╭──

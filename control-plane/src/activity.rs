//! Global activity events: one lightweight record per hook result, published
//! on the shared activity channel so dashboards can watch all calls at once.

use chrono::{DateTime, Utc};
use serde_json::Value;

use crate::conversation::utils::{delta_from_chunk, extract_stream_chunk};

/// Builds the activity record for one hook result.
pub fn build_activity_event(
    hook: &str,
    call_id: Option<&str>,
    trace_id: Option<&str>,
    original: &Value,
    result: Option<&Value>,
    timestamp: DateTime<Utc>,
) -> Value {
    let mut obj = serde_json::Map::new();
    obj.insert("type".into(), Value::from("hook_result"));
    obj.insert("hook".into(), Value::from(hook));
    obj.insert("timestamp".into(), Value::from(timestamp.to_rfc3339()));
    if let Some(call_id) = call_id {
        obj.insert("call_id".into(), Value::from(call_id));
    }
    if let Some(trace_id) = trace_id {
        obj.insert("trace_id".into(), Value::from(trace_id));
    }
    if hook == "post_call_streaming_iterator" {
        let source = result.or(Some(original));
        let delta = delta_from_chunk(extract_stream_chunk(source));
        if !delta.is_empty() {
            obj.insert("delta".into(), Value::from(delta));
        }
    }
    Value::Object(obj)
}

#[cfg(test)]
mod tests {
    use super::*;
    use serde_json::json;

    #[test]
    fn chunk_hooks_carry_the_delta() {
        let original = json!({"chunk": {"choices": [{"index": 0, "delta": {"content": "hi"}}]}});
        let event = build_activity_event(
            "post_call_streaming_iterator",
            Some("call-1"),
            None,
            &original,
            None,
            Utc::now(),
        );
        assert_eq!(event["delta"], "hi");
        assert_eq!(event["call_id"], "call-1");
    }

    #[test]
    fn non_chunk_hooks_are_bare() {
        let event = build_activity_event("pre_call", Some("call-1"), Some("t-1"), &json!({}), None, Utc::now());
        assert_eq!(event["hook"], "pre_call");
        assert_eq!(event["trace_id"], "t-1");
        assert!(event.get("delta").is_none());
    }
}
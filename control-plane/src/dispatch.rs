//! Typed hook dispatch: one enum arm per hook operation.

use serde_json::Value;

use crate::policy::{Policy, PolicyError};

/// The hook surface mirrored from the gateway callback API.
#[derive(Debug, Clone, Copy, PartialEq, Eq)]
pub enum HookName {
    PreCall,
    PostCallSuccess,
    PostCallFailure,
    Moderation,
    /// Aggregate streaming hook; the WebSocket path handles streams, so this
    /// dispatches to nothing.
    PostCallStreaming,
}

impl HookName {
    pub fn parse(name: &str) -> Option<Self> {
        match name {
            "pre_call" => Some(Self::PreCall),
            "post_call_success" => Some(Self::PostCallSuccess),
            "post_call_failure" => Some(Self::PostCallFailure),
            "moderation" => Some(Self::Moderation),
            "post_call_streaming" => Some(Self::PostCallStreaming),
            _ => None,
        }
    }

    pub fn as_str(&self) -> &'static str {
        match self {
            Self::PreCall => "pre_call",
            Self::PostCallSuccess => "post_call_success",
            Self::PostCallFailure => "post_call_failure",
            Self::Moderation => "moderation",
            Self::PostCallStreaming => "post_call_streaming",
        }
    }
}

/// Invokes the policy operation for `hook`. `Ok(None)` means no change.
pub async fn dispatch_hook(
    policy: &dyn Policy,
    hook: HookName,
    payload: &Value,
) -> Result<Option<Value>, PolicyError> {
    match hook {
        HookName::PreCall => policy.pre_call(payload).await,
        HookName::PostCallSuccess => policy.post_call_success(payload).await,
        HookName::PostCallFailure => policy.post_call_failure(payload).await,
        HookName::Moderation => policy.moderation(payload).await,
        HookName::PostCallStreaming => Ok(None),
    }
}

#[cfg(test)]
mod tests {
    use super::*;

    #[test]
    fn parse_round_trips() {
        for name in [
            "pre_call",
            "post_call_success",
            "post_call_failure",
            "moderation",
            "post_call_streaming",
        ] {
            assert_eq!(HookName::parse(name).map(|h| h.as_str()), Some(name));
        }
        assert!(HookName::parse("nonsense").is_none());
    }
}
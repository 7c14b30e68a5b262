//! Buffers streaming tool calls, logs them, then forwards a merged chunk.
//!
//! While a tool call is accumulating, the client sees keep-alives instead of
//! argument fragments. When the call completes, one merged chunk carrying the
//! whole call (and `finish_reason: "tool_calls"`) is released.

use std::collections::HashSet;
use std::sync::Arc;

use async_trait::async_trait;
use chrono::Utc;
use serde_json::{json, Value};

use wire::{ChatCompletionChunk, ChunkChoice, Delta, DeltaFunction, DeltaToolCall, StreamBlock};

use crate::policy::{ChunkSink, Policy, PolicyError, StreamPolicyContext};
use crate::store::DebugLogStore;

pub const TOOL_CALL_DEBUG_TYPE: &str = "conversation:tool-call";
pub const TOOL_CALL_SCHEMA: &str = "sluice.conversation.tool_call.v1";

pub struct ToolCallBufferPolicy {
    debug: Arc<dyn DebugLogStore>,
}

impl ToolCallBufferPolicy {
    pub fn new(debug: Arc<dyn DebugLogStore>) -> Self {
        Self { debug }
    }
}

impl Policy for ToolCallBufferPolicy {
    fn name(&self) -> &'static str {
        "tool_call_buffer"
    }

    fn stream_context(&self, call_id: &str, request: Value) -> Box<dyn StreamPolicyContext> {
        Box::new(ToolCallBufferContext::new(
            call_id,
            &request,
            self.debug.clone(),
        ))
    }
}

/// Shared buffering state, also embedded by the judge policy.
pub(crate) struct ToolCallBufferContext {
    pub(crate) call_id: String,
    pub(crate) trace_id: Option<String>,
    pub(crate) last_chunk: Option<ChatCompletionChunk>,
    pub(crate) chunks_buffered: usize,
    pub(crate) logged_tool_ids: HashSet<String>,
    pub(crate) debug: Arc<dyn DebugLogStore>,
}

impl ToolCallBufferContext {
    pub(crate) fn new(call_id: &str, request: &Value, debug: Arc<dyn DebugLogStore>) -> Self {
        Self {
            call_id: call_id.to_string(),
            trace_id: request
                .get("litellm_trace_id")
                .and_then(Value::as_str)
                .map(str::to_string),
            last_chunk: None,
            chunks_buffered: 0,
            logged_tool_ids: HashSet::new(),
            debug,
        }
    }

    /// True when `chunk` belongs to an in-flight tool call and must be
    /// withheld from the client.
    pub(crate) fn buffers(&mut self, chunk: &ChatCompletionChunk) -> bool {
        self.last_chunk = Some(chunk.clone());
        if chunk.has_tool_calls() || chunk.finish_reason() == Some("tool_calls") {
            self.chunks_buffered += 1;
            return true;
        }
        false
    }

    /// Chunk identity (id/model/created) for synthesized output.
    fn identity(&self) -> (String, String, u64) {
        match &self.last_chunk {
            Some(chunk) => (chunk.id.clone(), chunk.model.clone(), chunk.created),
            None => (
                self.call_id.clone(),
                "unknown".to_string(),
                Utc::now().timestamp().max(0) as u64,
            ),
        }
    }

    /// One merged chunk carrying the complete tool call.
    pub(crate) fn merged_tool_chunk(&self, block: &StreamBlock) -> ChatCompletionChunk {
        let (id, model, created) = self.identity();
        let (call_id, name, arguments) = tool_call_parts(block);
        ChatCompletionChunk {
            id,
            object: "chat.completion.chunk".to_string(),
            created,
            model,
            choices: vec![ChunkChoice {
                index: 0,
                delta: Delta {
                    role: Some("assistant".to_string()),
                    content: None,
                    tool_calls: Some(vec![DeltaToolCall {
                        index: 0,
                        id: Some(call_id),
                        call_type: Some("function".to_string()),
                        function: Some(DeltaFunction {
                            name: Some(name),
                            arguments: Some(arguments),
                        }),
                    }]),
                    reasoning_content: None,
                    thinking_blocks: None,
                },
                finish_reason: Some("tool_calls".to_string()),
            }],
        }
    }

    pub(crate) async fn log_tool_call(&mut self, block: &StreamBlock) {
        let (call_id, name, arguments) = tool_call_parts(block);
        if !self.logged_tool_ids.insert(call_id.clone()) {
            return;
        }
        let record = json!({
            "schema": TOOL_CALL_SCHEMA,
            "call_id": self.call_id,
            "trace_id": self.trace_id,
            "timestamp": Utc::now().to_rfc3339(),
            "chunks_buffered": self.chunks_buffered,
            "tool_calls": [{
                "id": call_id,
                "type": "function",
                "name": name,
                "arguments": arguments,
            }],
        });
        if let Err(e) = self.debug.append(TOOL_CALL_DEBUG_TYPE, record).await {
            tracing::warn!(call_id = %self.call_id, "tool-call log append failed: {e}");
        }
    }
}

pub(crate) fn tool_call_parts(block: &StreamBlock) -> (String, String, String) {
    match block {
        StreamBlock::ToolCall {
            id,
            name,
            arguments_json,
            ..
        } => (id.clone(), name.clone(), arguments_json.clone()),
        _ => (String::new(), String::new(), String::new()),
    }
}

#[async_trait]
impl StreamPolicyContext for ToolCallBufferContext {
    fn suppresses_passthrough(&self) -> bool {
        true
    }

    async fn on_chunk_received(
        &mut self,
        chunk: &ChatCompletionChunk,
        sink: &ChunkSink,
    ) -> Result<(), PolicyError> {
        if !self.buffers(chunk) {
            sink.push(chunk.clone());
        }
        Ok(())
    }

    async fn on_tool_call_complete(
        &mut self,
        block: &StreamBlock,
        sink: &ChunkSink,
    ) -> Result<(), PolicyError> {
        self.log_tool_call(block).await;
        sink.push(self.merged_tool_chunk(block));
        self.chunks_buffered = 0;
        Ok(())
    }
}

#[cfg(test)]
mod tests {
    use super::*;
    use crate::store::MemoryStore;
    use serde_json::json;

    fn tool_chunk(args: &str, finish: Option<&str>) -> ChatCompletionChunk {
        ChatCompletionChunk::from_value(json!({
            "id": "chatcmpl-1", "model": "gpt-4", "created": 5u64,
            "choices": [{"index": 0, "delta": {"tool_calls": [
                {"index": 0, "id": "call_1", "type": "function",
                 "function": {"name": "lookup", "arguments": args}},
            ]}, "finish_reason": finish}],
        }))
        .unwrap()
    }

    fn text_chunk(text: &str) -> ChatCompletionChunk {
        ChatCompletionChunk::from_value(json!({
            "id": "chatcmpl-1", "model": "gpt-4", "created": 5u64,
            "choices": [{"index": 0, "delta": {"content": text}}],
        }))
        .unwrap()
    }

    fn block() -> StreamBlock {
        StreamBlock::ToolCall {
            id: "call_1".into(),
            index: 0,
            name: "lookup".into(),
            arguments_json: "{\"q\":1}".into(),
            complete: true,
        }
    }

    #[tokio::test]
    async fn buffers_tool_chunks_and_passes_text() {
        let store = Arc::new(MemoryStore::new());
        let mut ctx = ToolCallBufferContext::new("call-1", &json!({}), store);
        let (sink, mut rx) = ChunkSink::new();

        ctx.on_chunk_received(&text_chunk("hi"), &sink).await.unwrap();
        assert_eq!(rx.try_recv().unwrap().delta_text(), Some("hi"));

        ctx.on_chunk_received(&tool_chunk("{\"q\":", None), &sink)
            .await
            .unwrap();
        assert!(rx.try_recv().is_err());
        assert_eq!(ctx.chunks_buffered, 1);
    }

    #[tokio::test]
    async fn complete_tool_call_releases_one_merged_chunk() {
        let store = Arc::new(MemoryStore::new());
        let mut ctx = ToolCallBufferContext::new("call-1", &json!({}), store.clone());
        let (sink, mut rx) = ChunkSink::new();

        ctx.on_chunk_received(&tool_chunk("{\"q\":", None), &sink)
            .await
            .unwrap();
        ctx.on_chunk_received(&tool_chunk("1}", Some("tool_calls")), &sink)
            .await
            .unwrap();
        ctx.on_tool_call_complete(&block(), &sink).await.unwrap();

        let merged = rx.try_recv().unwrap();
        assert_eq!(merged.finish_reason(), Some("tool_calls"));
        let calls = merged.first_choice().unwrap().delta.tool_calls.clone().unwrap();
        assert_eq!(calls[0].id.as_deref(), Some("call_1"));
        assert_eq!(
            calls[0].function.as_ref().unwrap().arguments.as_deref(),
            Some("{\"q\":1}")
        );
        assert!(rx.try_recv().is_err());

        use crate::store::DebugLogStore;
        let logs = store.entries_with_prefix(TOOL_CALL_DEBUG_TYPE).await.unwrap();
        assert_eq!(logs.len(), 1);
        assert_eq!(logs[0].jsonblob["chunks_buffered"], 2);
    }

    #[tokio::test]
    async fn duplicate_completion_logs_once() {
        let store = Arc::new(MemoryStore::new());
        let mut ctx = ToolCallBufferContext::new("call-1", &json!({}), store.clone());
        ctx.log_tool_call(&block()).await;
        ctx.log_tool_call(&block()).await;
        use crate::store::DebugLogStore;
        let logs = store.entries_with_prefix(TOOL_CALL_DEBUG_TYPE).await.unwrap();
        assert_eq!(logs.len(), 1);
    }
}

╰──

Quote only the stretch of lines that starts the data above and ends with the line containing "if let Some(trace_id)", both included.

* Exercise response:
filename control-plane/src/activity.rs
//! Global activity events: one lightweight record per hook result, published
//! on the shared activity channel so dashboards can watch all calls at once.

use chrono::{DateTime, Utc};
use serde_json::Value;

use crate::conversation::utils::{delta_from_chunk, extract_stream_chunk};

/// Builds the activity record for one hook result.
pub fn build_activity_event(
    hook: &str,
    call_id: Option<&str>,
    trace_id: Option<&str>,
    original: &Value,
    result: Option<&Value>,
    timestamp: DateTime<Utc>,
) -> Value {
    let mut obj = serde_json::Map::new();
    obj.insert("type".into(), Value::from("hook_result"));
    obj.insert("hook".into(), Value::from(hook));
    obj.insert("timestamp".into(), Value::from(timestamp.to_rfc3339()));
    if let Some(call_id) = call_id {
        obj.insert("call_id".into(), Value::from(call_id));
    }
    if let Some(trace_id) = trace_id {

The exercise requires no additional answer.